I do agree it's madness if people in general are reluctant to help a child. I just don't think you can assume that was the case for you...therefore I wouldn't assume either that none of the other mums would have helped you if the situation was serious.

Despite the often overwhelming evidence to the contrary, I do try my hardest not to think that the majority of the population are stupid bastards!

AitchTwoOh · 15/02/2009 21:32

6 seconds?

this deffo is your first child, isn't it?

i don't believe a word of this 'too scared to get involved' thing. i'm sure they heard you shout for him (maybe 0.25 seconds after hte incident) and figured you had it covered.

CuddlyKelpie · 15/02/2009 21:38

LuckySalem you are spot on with the no win no fee comment. People have been sued for being the good samaritan. As I said, it is a minefield.

It's part of the mountain leader training - if I go out for a walk and see someone in any kind of difficulty part of my assessment of the situation involves a risk assessment to myself, legally and that is wrong, morally imho.

LuckySalem · 15/02/2009 21:39

Abso cuddly - I totally agree that we should not have a assess whether we should help someone. we should just be able to do it but its a scary world.

Sidge · 15/02/2009 21:53

Do you not think that by the time the women registered what had happened you were haring across the room anyway? In effect absolving them of any need to get involved.

If you hadn't been close I'm sure they would have helped him, but really if they saw you coming then it's best they left it for you to sort out; after all, you're his mum and it would be you he wanted, not them.

muffle · 15/02/2009 21:58

I would rush to help. I'd try to be gentle and not grab him, but I can't stop myself though I know some parents will tut. I caught a distressed toddler at a soft play place the other day, who had hurt himself and couldn't find his mum and was haring around screaming - everyone saw, everyone was concerned but I was the only one to go to him - I was really worried he was going to go flying and hurt himself even more. I just said "it's OK, we will find mummy" and held onto him gently and then the staff came and took him off me with a frown. Oh well! If anyone did that for my child, and I hope they would, they would always get a thanks from me.

nappyaddict · 15/02/2009 22:01

Luckily the staff at our nearest soft play are really on the ball with lost kids. They always seem to spot them and try to help them find their parents. I can only recall one occasion when I've been there that I've had to go over to one of the staff and say that little girl is lost.

AitchTwoOh · 15/02/2009 22:01

what real parent would tut, though? i think this is all in people's imaginations.

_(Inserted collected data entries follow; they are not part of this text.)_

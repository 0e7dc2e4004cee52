//! Tic-tac-toe engine: board, rules, computer opponents and the turn loop.
//!
//! # Architecture
//!
//! - **Board**: nine typed cells addressed by [`Position`] 1-9
//! - **Rules**: win and draw detection over the eight [`LINES`]
//! - **Applier**: [`Board::apply`], the one checked way to place a mark
//! - **Strategies**: [`Easy`], [`Intermediate`] and the unbeatable [`Hardcore`]
//! - **Game**: [`Game`] runs turns and reports to a [`Shell`]
//!
//! # Example
//!
//! ```
//! use tictactoe_core::{Board, Hardcore, Mark, Position, Strategy};
//!
//! let mut board = Board::new();
//! board.apply(Position::CENTER, Mark::X)?;
//! let reply = Hardcore::new().play(&mut board, Mark::O)?;
//! assert!(reply.is_corner());
//! # Ok::<(), tictactoe_core::GameError>(())
//! ```

#![warn(missing_docs)]
#![forbid(unsafe_code)]

mod action;
mod contracts;
mod game;
pub mod invariants;
mod phases;
mod position;
mod rng;
pub mod rules;
mod strategy;
mod types;

pub use action::{Move, MoveError};
pub use contracts::{ApplyContract, CellIsEmpty, Contract};
pub use game::{Controller, Game, GameError, Shell, ShellError};
pub use phases::{GamePhase, Outcome};
pub use position::Position;
pub use rng::{GameRng, RandomSource, ScriptedRng};
pub use rules::{LINES, has_won, is_draw, is_full, winner};
pub use strategy::{Easy, Hardcore, Intermediate, OpponentMode, Strategy, minimax};
pub use types::{Board, BoardParseError, Cell, Mark};
//! Settings file for the console game.

use crate::cli::Cli;
use derive_getters::Getters;
use derive_more::{Display, Error};
use serde::{Deserialize, Serialize};
use std::path::Path;
use tictactoe_core::OpponentMode;
use tracing::{debug, info, instrument};

/// File read when `--config` is not given. Absent is fine.
pub const DEFAULT_CONFIG_PATH: &str = "tictactoe.toml";

/// Console game settings.
#[derive(Debug, Clone, PartialEq, Eq, Getters, Serialize, Deserialize)]
#[serde(deny_unknown_fields)]
pub struct Settings {
    /// Opponent for O. When unset the menu is shown.
    #[serde(default)]
    opponent: Option<OpponentMode>,

    /// Seed for the random opponents; unset seeds from the OS.
    #[serde(default)]
    seed: Option<u64>,

    /// Clear the terminal between prompts.
    #[serde(default = "default_clear_screen")]
    clear_screen: bool,

    /// Log filter used when `RUST_LOG` is unset.
    #[serde(default = "default_log_filter")]
    log_filter: String,
}

fn default_clear_screen() -> bool {
    true
}

fn default_log_filter() -> String {
    "warn".to_string()
}

impl Default for Settings {
    fn default() -> Self {
        Self {
            opponent: None,
            seed: None,
            clear_screen: default_clear_screen(),
            log_filter: default_log_filter(),
        }
    }
}

impl Settings {
    /// Loads settings from a TOML file.
    #[instrument(skip(path), fields(path = %path.as_ref().display()))]
    pub fn from_file(path: impl AsRef<Path>) -> Result<Self, ConfigError> {
        debug!("Loading settings from file");
        let content = std::fs::read_to_string(path.as_ref())
            .map_err(|e| ConfigError::new(format!("Failed to read config file: {}", e)))?;

        let settings: Self = toml::from_str(&content)
            .map_err(|e| ConfigError::new(format!("Failed to parse config: {}", e)))?;

        info!(opponent = ?settings.opponent, seed = ?settings.seed, "Settings loaded");
        Ok(settings)
    }

    /// Loads `explicit` if given, else [`DEFAULT_CONFIG_PATH`] if it
    /// exists, else defaults.
    ///
    /// # Errors
    ///
    /// An explicit path that cannot be read or parsed is an error. So is a
    /// malformed default file.
    pub fn load(explicit: Option<&Path>) -> Result<Self, ConfigError> {
        Self::load_or(explicit, Path::new(DEFAULT_CONFIG_PATH))
    }

    /// Like [`Settings::load`] with a different fallback file.
    pub fn load_or(explicit: Option<&Path>, fallback: &Path) -> Result<Self, ConfigError> {
        match explicit {
            Some(path) => Self::from_file(path),
            None if fallback.is_file() => Self::from_file(fallback),
            None => {
                debug!(path = %fallback.display(), "No settings file, using defaults");
                Ok(Self::default())
            }
        }
    }

    /// Applies command-line flags on top of the file.
    pub fn with_overrides(mut self, cli: &Cli) -> Self {
        if let Some(mode) = cli.opponent {
            self.opponent = Some(mode);
        }
        if let Some(seed) = cli.seed {
            self.seed = Some(seed);
        }
        if cli.no_clear {
            self.clear_screen = false;
        }
        self
    }
}

/// Configuration error.
#[derive(Debug, Clone, Display, Error)]
#[display("Config error: {} at {}:{}", message, file, line)]
pub struct ConfigError {
    /// Error message.
    pub message: String,
    /// Line number where error occurred.
    pub line: u32,
    /// Source file where error occurred.
    pub file: &'static str,
}

impl ConfigError {
    /// Creates a new configuration error.
    #[track_caller]
    pub fn new(message: String) -> Self {
        let loc = std::panic::Location::caller();
        Self {
            message,
            line: loc.line(),
            file: loc.file(),
        }
    }
}
//! Exhaustive minimax opponent with alpha-beta pruning.
//!
//! The CPU is the maximizer and its opponent the minimizer. Scores are
//! `10 - depth` for a CPU win, `depth - 10` for an opponent win and `0`
//! for a draw, so quicker wins and slower losses rank higher. On a 3x3
//! board this solves the game exactly: the CPU never loses.

use super::{Speculation, Strategy};
use crate::rules::has_won;
use crate::{Board, Mark, Position};
use tracing::{debug, instrument};

/// Score bound standing in for negative infinity.
const NEG_INF: i32 = i32::MIN;
/// Score bound standing in for positive infinity.
const POS_INF: i32 = i32::MAX;

/// Perfect-play opponent. Deterministic: ties go to the lowest position.
#[derive(Debug, Clone, Default)]
pub struct Hardcore {
    nodes: u64,
}

impl Hardcore {
    /// Creates a new minimax opponent.
    pub fn new() -> Self {
        Self::default()
    }

    /// Positions evaluated during the most recent [`Strategy::choose`].
    pub fn nodes_searched(&self) -> u64 {
        self.nodes
    }

    /// Scores every empty position for `cpu`, ascending by position.
    #[instrument(skip(self, board), fields(board = %board.compact()))]
    pub fn scores(&mut self, board: &mut Board, cpu: Mark) -> Vec<(Position, i32)> {
        self.nodes = 0;
        let mut scored = Vec::new();
        for pos in board.empty_positions() {
            let mut trial = Speculation::new(board, pos, cpu);
            let score = search(trial.board(), cpu, 0, false, NEG_INF, POS_INF, &mut self.nodes);
            scored.push((pos, score));
        }
        scored
    }
}

impl Strategy for Hardcore {
    fn name(&self) -> &str {
        "Hardcore"
    }

    fn choose(&mut self, board: &mut Board, cpu: Mark) -> Option<Position> {
        let mut best: Option<(Position, i32)> = None;
        for (pos, score) in self.scores(board, cpu) {
            // Strictly greater keeps the first maximum.
            if best.is_none_or(|(_, high)| score > high) {
                best = Some((pos, score));
            }
        }
        debug!(?best, nodes = self.nodes, "Minimax choice");
        best.map(|(pos, _)| pos)
    }
}

/// Minimax value of `board` from `cpu`'s point of view.
///
/// `maximizing` says whose turn it is: `true` for the CPU, `false` for its
/// opponent. `depth` counts plies already played below the root move.
/// The board is restored before returning.
pub fn minimax(
    board: &mut Board,
    cpu: Mark,
    depth: i32,
    maximizing: bool,
    alpha: i32,
    beta: i32,
) -> i32 {
    let mut nodes = 0;
    search(board, cpu, depth, maximizing, alpha, beta, &mut nodes)
}

fn search(
    board: &mut Board,
    cpu: Mark,
    depth: i32,
    maximizing: bool,
    mut alpha: i32,
    mut beta: i32,
    nodes: &mut u64,
) -> i32 {
    *nodes += 1;
    let opponent = cpu.opponent();

    if has_won(board, opponent) {
        return -10 + depth;
    }
    if has_won(board, cpu) {
        return 10 - depth;
    }
    if board.is_full() {
        return 0;
    }

    if maximizing {
        let mut best = NEG_INF;
        for pos in board.empty_positions() {
            let score = {
                let mut trial = Speculation::new(board, pos, cpu);
                search(trial.board(), cpu, depth + 1, false, alpha, beta, nodes)
            };
            best = best.max(score);
            alpha = alpha.max(best);
            if beta <= alpha {
                break;
            }
        }
        best
    } else {
        let mut best = POS_INF;
        for pos in board.empty_positions() {
            let score = {
                let mut trial = Speculation::new(board, pos, opponent);
                search(trial.board(), cpu, depth + 1, true, alpha, beta, nodes)
            };
            best = best.min(score);
            beta = beta.min(best);
            if beta <= alpha {
                break;
            }
        }
        best
    }
}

sally78 · 15/02/2009 22:01

Well done you muffle!

OP posts:
thisisyesterday · 15/02/2009 22:03

agree aitch

AitchTwoOh · 15/02/2009 22:05

i think everyone on here is mad, 'cept me and you, thisisyesterday.

and sidge.

muffle · 15/02/2009 22:08

No they do Aitch! - there was a thread on here last week by someone who had grabbed a small boy to stop him running into the road, and the mother had then come up and said "get your hands off my child you perv". And whenever I've done it - on three occasions I've gathered up someone's lost child (that soft play one, once in a supermarket, and once in a shopping centre) until staff came to get them - I've always got slightly suspicious looks and never a thanks. But I think, someone has to do it, what if I hadn't done it and they'd got hurt or escaped from the building, or even (though of course it's very unlikely) met an actual perv? So it never puts me off.